J’ai l’impression que notre relation a changé quand elle s’est approchée de sa première année. Je ne saurais pas dire quoi, mais j’ai l’impression de l’aimer plus fort encore, de vivre des moments de complicité, elle est plus câline, et je sais ce qu’elle a quand elle chouine.

Je n’ai plus peur de sortir seule avec elle, j’aime bien même, me dire qu’on passe un moment toutes les deux, et en cas de crise, j’arriverai bien à gérer.

 

Le questionnement principal de cet article se situe ici (oui, vous avez lu tout ça pour rien) (de rien): la maman poule en moi veut bien entendu d’autres enfants. 2, 3, on verra, mais d’autres, c’est certain. J’ai tellement aimé être enceinte, ce ventre rond, ces petits coups. J’imagine que ce sera encore plus fort pour le prochain, car je sais exactement ce qui se cache dedans, je sais à quoi m’attendre, je sais comment ce sera. Et donc, je serais plus détendue.

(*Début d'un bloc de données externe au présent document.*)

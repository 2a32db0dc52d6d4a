//! Sentence splitting strategies.
//!
//! Two interchangeable strategies behind the [`SentenceSplitter`] trait:
//!
//! - [`HeuristicSplitter`]: a lightweight punctuation scanner. Splits on
//!   `.` `!` `?` followed by whitespace, with a small abbreviation guard.
//!   Deterministic, no external state, and fast — but it will miss exotic
//!   boundaries.
//! - [`UnicodeSplitter`]: Unicode Standard Annex #29 sentence segmentation.
//!   Handles abbreviations (Dr., Inc.), decimal numbers (3.14), ellipses,
//!   and URLs far better than any hand-rolled scanner, with the rules
//!   compiled into the library rather than fetched at runtime.
//!
//! Both return trimmed, non-empty sentences in document order.
//!
//! ## Degenerate Detectors
//!
//! An injected external detector can misbehave and hand back the whole
//! document as one "sentence". [`resplit_degenerate`] is the recovery
//! heuristic the pipeline applies in that case: if the single returned
//! string plainly holds several period-terminated sentences, re-split it
//! on `.`.

use unicode_segmentation::UnicodeSegmentation;

use crate::SentenceSplitter;

/// Abbreviations the heuristic scanner refuses to split after.
///
/// Deliberately small: common titles and citation shorthand. The UAX #29
/// splitter is the answer when this list isn't enough.
const ABBREVIATIONS: &[&str] = &[
    "dr", "mr", "mrs", "ms", "prof", "sr", "jr", "st", "vs", "etc", "no", "vol", "fig", "ca",
    "approx",
];

/// Rule-based sentence splitter.
///
/// Scans for `.` `!` `?` followed by whitespace or end of input. A period
/// does not split when the preceding token is a known abbreviation or a
/// single letter (initials like "D." in "D. C.").
///
/// ## Example
///
/// ```rust
/// use stanza::{HeuristicSplitter, SentenceSplitter};
///
/// let splitter = HeuristicSplitter::new();
/// let sentences = splitter.split("It rained. Dr. Smith stayed in!");
/// assert_eq!(sentences, vec!["It rained.", "Dr. Smith stayed in!"]);
/// ```
#[derive(Debug, Clone, Default)]
pub struct HeuristicSplitter;

impl HeuristicSplitter {
    /// Create a new heuristic splitter.
    #[must_use]
    pub fn new() -> Self {
        Self
    }

    /// Whether the text ending in `current` may close a sentence at `.`.
    fn period_can_split(current: &str) -> bool {
        // Last whitespace-delimited token before the period, period stripped.
        let last = current
            .split_whitespace()
            .next_back()
            .unwrap_or("")
            .trim_end_matches('.');
        if last.chars().count() <= 1 {
            return false;
        }
        // Token ending in a digit: likely "3." in an enumeration, keep going.
        if last.chars().last().is_some_and(|c| c.is_ascii_digit()) {
            return false;
        }
        !ABBREVIATIONS.contains(&last.to_lowercase().as_str())
    }
}

impl SentenceSplitter for HeuristicSplitter {
    fn split(&self, text: &str) -> Vec<String> {
        let mut sentences = Vec::new();
        let mut current = String::new();
        let mut chars = text.chars().peekable();

        while let Some(c) = chars.next() {
            current.push(c);

            let is_terminal = c == '!' || c == '?' || (c == '.' && Self::period_can_split(&current));
            if !is_terminal {
                continue;
            }

            let at_boundary = match chars.peek() {
                None => true,
                Some(&next) => next.is_whitespace(),
            };
            if at_boundary {
                let trimmed = current.trim();
                if !trimmed.is_empty() {
                    sentences.push(trimmed.to_string());
                }
                current.clear();
            }
        }

        let trimmed = current.trim();
        if !trimmed.is_empty() {
            sentences.push(trimmed.to_string());
        }

        sentences
    }
}

/// UAX #29 sentence splitter.
///
/// Wraps `unicode-segmentation`'s sentence boundary rules. This is the
/// default strategy for [`crate::ParagraphSplitter`].
///
/// ## Example
///
/// ```rust
/// use stanza::{SentenceSplitter, UnicodeSplitter};
///
/// let splitter = UnicodeSplitter::new();
/// let sentences = splitter.split("First sentence. Second one!");
/// assert_eq!(sentences.len(), 2);
/// ```
#[derive(Debug, Clone, Default)]
pub struct UnicodeSplitter;

impl UnicodeSplitter {
    /// Create a new UAX #29 splitter.
    #[must_use]
    pub fn new() -> Self {
        Self
    }
}

impl SentenceSplitter for UnicodeSplitter {
    fn split(&self, text: &str) -> Vec<String> {
        text.split_sentence_bounds()
            .map(str::trim)
            .filter(|s| !s.is_empty())
            .map(String::from)
            .collect()
    }
}

/// Recover from a detector that returned the document as one string.
///
/// If `sentences` holds exactly one entry that still contains an internal
/// sentence boundary (". "), re-split it on `.`. Single genuine sentences
/// ("It was 3.14 wide.") pass through untouched.
pub(crate) fn resplit_degenerate(sentences: Vec<String>) -> Vec<String> {
    if sentences.len() != 1 || !sentences[0].contains(". ") {
        return sentences;
    }
    sentences[0]
        .split('.')
        .map(str::trim)
        .filter(|s| !s.is_empty())
        .map(String::from)
        .collect()
}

Le hic, en plus de ne pas être le « bon moment » (tu sais, celui qui ne vient jamais), c’est que j’ai peur que l’arrivée d’un autre bébé ne gâche cette si belle relation que j’ai avec ma poupée. J’ai peur de ne plus avoir assez de temps pour elle, de lui crier dessus quand je serais épuisée parce que « t’es la plus grande, c’est à toi de te calmer » alors que non, c’est moi qui devrait être plus calme. Mais j’ai peur aussi de ne pas aimer un autre bébé autant qu’elle. Je sais que ce sera différent, c’est normal, mais est-ce que ce sera aussi fort? Est-ce que j’arriverai à mettre ma fille de côté le temps de donner le sein, d’endormir le bébé? Est-ce que j’accepterai de la « rejeter » pour que ce bébé ait aussi la chance d’avoir une maman concentrée sur lui uniquement?

Bref, il n’est pas encore là ni même prévu, mais tout se bouscule dans ma tête: et si finalement, avoir un autre enfant, ce que j’ai toujours voulu, venait remettre ce bel équilibre en question, pour quelque chose de moins beau?